Your article, “Cancer Screening: Doing More Harm than Good” (April 2009), lacked a sense of balance and honest commentary that would help inform your readers rather than frighten them. You’ve left your readers without a truly informed viewpoint on the issues of cancer screening, the science and the facts.

To say that those of us engaged daily in the fight against cancer are not aware that we will pick up cancers that would never cause a problem, or that there may be harms from the biopsies and treatment for cancer is a profound misrepresentation of what we know and what we recommend for cancer screening. We think about those issues every day. We talk about them, we argue about them, we write about them.

We believe that the scientific evidence shows that mammograms save lives and that colorectal cancer screening saves lives, and could save a lot more if we had more people screened. We believe the Pap test has been incredibly successful in reducing deaths from cervical cancer in the United States and other developed countries.

The fact is we don’t know who is going to get cancer and who is not. We don’t know which cancers are potentially lethal and which are not. We don’t know which cancers are going to be impacted in a good way by being found early and which are not. The reason we accept the risks of over diagnosis and treatment is that we believe the evidence shows that these screening procedures—when applied to large numbers of men and women—do save lives.

But, we are not blind to the questions that must be raised and must be answered before a population-based recommendation is made. When the American Cancer Society makes recommendations for the prevention and early detection of cancer, we have to consider what is the best course of action that applies to hundreds of millions of people.

We recognize very clearly that when we don’t have the evidence that screening works, we must say so. Such is the case with prostate cancer screening, where we say routine screening is not warranted, and clearly advocate that men have a discussion with their doctors or other health care professionals to discuss the pros and cons of prostate cancer screening before deciding whether to get tested.
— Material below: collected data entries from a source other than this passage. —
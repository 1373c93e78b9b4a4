/*
 * Copyright (c) Huawei Technologies Co., Ltd. 2025. All rights reserved.
 * Global Trust Authority is licensed under the Mulan PSL v2.
 * You can use this software according to the terms and conditions of the Mulan PSL v2.
 * You may obtain a copy of Mulan PSL v2 at:
 *     http://license.coscl.org.cn/MulanPSL2
 * THIS SOFTWARE IS PROVIDED ON AN "AS IS" BASIS, WITHOUT WARRANTIES OF ANY KIND, EITHER EXPRESS OR
 * IMPLIED, INCLUDING BUT NOT LIMITED TO NON-INFRINGEMENT, MERCHANTABILITY OR FIT FOR A PARTICULAR
 * PURPOSE.
 * See the Mulan PSL v2 for more details.
 */

use serde::Deserialize;
use crate::{CheckedConfig, ConfigSingleton};

/// Main configuration structure matching `server_config.yaml`.
#[derive(Debug, Deserialize, Clone)]
pub struct ServerConfig {
    pub gabinete_service: GabineteService,
}

/// Service-specific configuration settings
#[derive(Debug, Deserialize, Clone)]
pub struct GabineteService {
    /// Attachment upload settings
    pub upload: UploadConfig,
    /// Postal-code lookup settings
    pub address_lookup: AddressLookupConfig,
    /// Cross-origin settings for the browser form
    #[serde(default)]
    pub cors: CorsConfig,
}

/// Attachment upload settings
#[derive(Debug, Deserialize, Clone)]
pub struct UploadConfig {
    /// Directory where attachment blobs are written
    pub upload_dir: String,
    /// URL prefix under which stored blobs are served
    #[serde(default = "default_public_prefix")]
    pub public_prefix: String,
    /// Maximum size of a single attachment in bytes
    pub max_file_size: u64,
    /// Maximum number of attachments per demanda
    pub max_files: usize,
    /// Accepted extensions, lowercase with the leading dot
    pub allowed_extensions: Vec<String>,
}

/// Postal-code lookup settings
#[derive(Debug, Deserialize, Clone)]
pub struct AddressLookupConfig {
    /// Base URL of the CEP service; the digits are appended as a path segment
    pub cep_url: String,
    /// Geocoding search endpoint used when the CEP service has no coordinates
    pub geocoding_url: String,
    /// Per-request timeout in seconds
    pub timeout_secs: u64,
    pub user_agent: String,
}

#[derive(Debug, Deserialize, Clone, Default)]
pub struct CorsConfig {
    #[serde(default)]
    pub allowed_origins: Vec<String>,
}

fn default_public_prefix() -> String {
    "/uploads".to_string()
}

impl CheckedConfig for ServerConfig {
    fn check(&self) -> Result<(), String> {
        let upload = &self.gabinete_service.upload;
        if upload.max_file_size == 0 {
            return Err("upload.max_file_size must be greater than 0".to_string());
        }
        if upload.max_files == 0 {
            return Err("upload.max_files must be greater than 0".to_string());
        }
        if upload.allowed_extensions.is_empty() {
            return Err("upload.allowed_extensions must not be empty".to_string());
        }
        if let Some(ext) = upload.allowed_extensions.iter().find(|ext| !ext.starts_with('.') || ext.len() < 2) {
            return Err(format!("upload.allowed_extensions entry `{}` must look like `.ext`", ext));
        }
        if !upload.public_prefix.starts_with('/') {
            return Err("upload.public_prefix must start with `/`".to_string());
        }
        if self.gabinete_service.address_lookup.timeout_secs == 0 {
            return Err("address_lookup.timeout_secs must be greater than 0".to_string());
        }
        Ok(())
    }
}

/// Global configuration singleton instance
///
/// Call `CONFIG.initialize(path)` once during startup and
/// `CONFIG.get_instance()` afterwards.
pub static CONFIG: ConfigSingleton<ServerConfig> = ConfigSingleton::new();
If I seem a bit angry and perturbed about this debate, it’s because I have been around long enough to remember what life was like in the 1960’s and 1970’s before we had any of this evidence about screening. I remember what we meant by “early” breast cancer in the days before effective mammograms were available.

I remember women walking into the emergency department with towels wrapped around their breasts, bleeding from a mass or having discharge from the nipple.  There was no screening, and living five years for many of these women was considered a miracle. I have no desire to go back to those days.

To suggest that we have hurt more than we have helped through screening for those cancers where the evidence shows otherwise is, in my personal opinion, ludicrous.

I would suggest that cancer screening—as imperfect as it may be—is not the place to start cutting back on your health care. But until that time of perfection comes, please do not provide your readers with scare stories or horror stories that strike fear. Inform, educate, and guide them. But do not scare them. That is a terrible disservice, in my opinion.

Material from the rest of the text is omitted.